Collected data entries:
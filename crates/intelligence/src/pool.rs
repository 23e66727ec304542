//! Bounded fan-out over independent work items.

use std::panic::{AssertUnwindSafe, catch_unwind};
use std::sync::atomic::{AtomicUsize, Ordering};
use std::sync::mpsc;
use std::thread;

/// Run `task` over `items` on at most `workers` scoped threads.
///
/// Results come back in input order. A panicking task yields `Err` with the
/// panic message for that item only; the other items still run.
pub fn run_bounded<T, R, F>(items: &[T], workers: usize, task: F) -> Vec<Result<R, String>>
where
    T: Sync,
    R: Send,
    F: Fn(&T) -> R + Sync,
{
    if items.is_empty() {
        return Vec::new();
    }

    let workers = workers.clamp(1, items.len());
    let next = AtomicUsize::new(0);
    let (tx, rx) = mpsc::channel::<(usize, Result<R, String>)>();

    thread::scope(|scope| {
        for _ in 0..workers {
            let tx = tx.clone();
            let next = &next;
            let task = &task;
            scope.spawn(move || {
                loop {
                    let i = next.fetch_add(1, Ordering::Relaxed);
                    let Some(item) = items.get(i) else {
                        break;
                    };
                    let outcome = catch_unwind(AssertUnwindSafe(|| task(item))).map_err(panic_message);
                    if tx.send((i, outcome)).is_err() {
                        break;
                    }
                }
            });
        }
    });
    drop(tx);

    let mut slots: Vec<Option<Result<R, String>>> = (0..items.len()).map(|_| None).collect();
    for (i, outcome) in rx {
        slots[i] = Some(outcome);
    }
    slots
        .into_iter()
        .map(|slot| slot.unwrap_or_else(|| Err("task did not report a result".to_string())))
        .collect()
}

fn panic_message(payload: Box<dyn std::any::Any + Send>) -> String {
    if let Some(s) = payload.downcast_ref::<&str>() {
        (*s).to_string()
    } else if let Some(s) = payload.downcast_ref::<String>() {
        s.clone()
    } else {
        "task panicked".to_string()
    }
}
use anyhow::Context;

use microfin_intelligence::IntelligenceConfig;

#[tokio::main]
async fn main() -> anyhow::Result<()> {
    microfin_observability::init();

    let config = IntelligenceConfig::from_env().context("invalid MICROFIN_* configuration")?;
    let intelligence = microfin_api::app::services::build_intelligence(config).await?;
    let app = microfin_api::app::build_app(intelligence);

    let addr = std::env::var("MICROFIN_BIND_ADDR").unwrap_or_else(|_| "0.0.0.0:8080".to_string());
    let listener = tokio::net::TcpListener::bind(&addr)
        .await
        .with_context(|| format!("failed to bind {addr}"))?;

    tracing::info!("listening on {}", listener.local_addr()?);

    axum::serve(listener, app).await?;
    Ok(())
}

* PROMPT *
Copy only the entries from the first line to the line with "(*s).to_string()", each exactly as it appears.

* OUTPUT FOR THIS TASK *
filename crates/intelligence/src/pool.rs
repository 23e66727ec304542
//! Bounded fan-out over independent work items.

use std::panic::{AssertUnwindSafe, catch_unwind};
use std::sync::atomic::{AtomicUsize, Ordering};
use std::sync::mpsc;
use std::thread;

/// Run `task` over `items` on at most `workers` scoped threads.
///
/// Results come back in input order. A panicking task yields `Err` with the
/// panic message for that item only; the other items still run.
pub fn run_bounded<T, R, F>(items: &[T], workers: usize, task: F) -> Vec<Result<R, String>>
where
    T: Sync,
    R: Send,
    F: Fn(&T) -> R + Sync,
{
    if items.is_empty() {
        return Vec::new();
    }

    let workers = workers.clamp(1, items.len());
    let next = AtomicUsize::new(0);
    let (tx, rx) = mpsc::channel::<(usize, Result<R, String>)>();

    thread::scope(|scope| {
        for _ in 0..workers {
            let tx = tx.clone();
            let next = &next;
            let task = &task;
            scope.spawn(move || {
                loop {
                    let i = next.fetch_add(1, Ordering::Relaxed);
                    let Some(item) = items.get(i) else {
                        break;
                    };
                    let outcome = catch_unwind(AssertUnwindSafe(|| task(item))).map_err(panic_message);
                    if tx.send((i, outcome)).is_err() {
                        break;
                    }
                }
            });
        }
    });
    drop(tx);

    let mut slots: Vec<Option<Result<R, String>>> = (0..items.len()).map(|_| None).collect();
    for (i, outcome) in rx {
        slots[i] = Some(outcome);
    }
    slots
        .into_iter()
        .map(|slot| slot.unwrap_or_else(|| Err("task did not report a result".to_string())))
        .collect()
}

fn panic_message(payload: Box<dyn std::any::Any + Send>) -> String {
    if let Some(s) = payload.downcast_ref::<&str>() {
        (*s).to_string()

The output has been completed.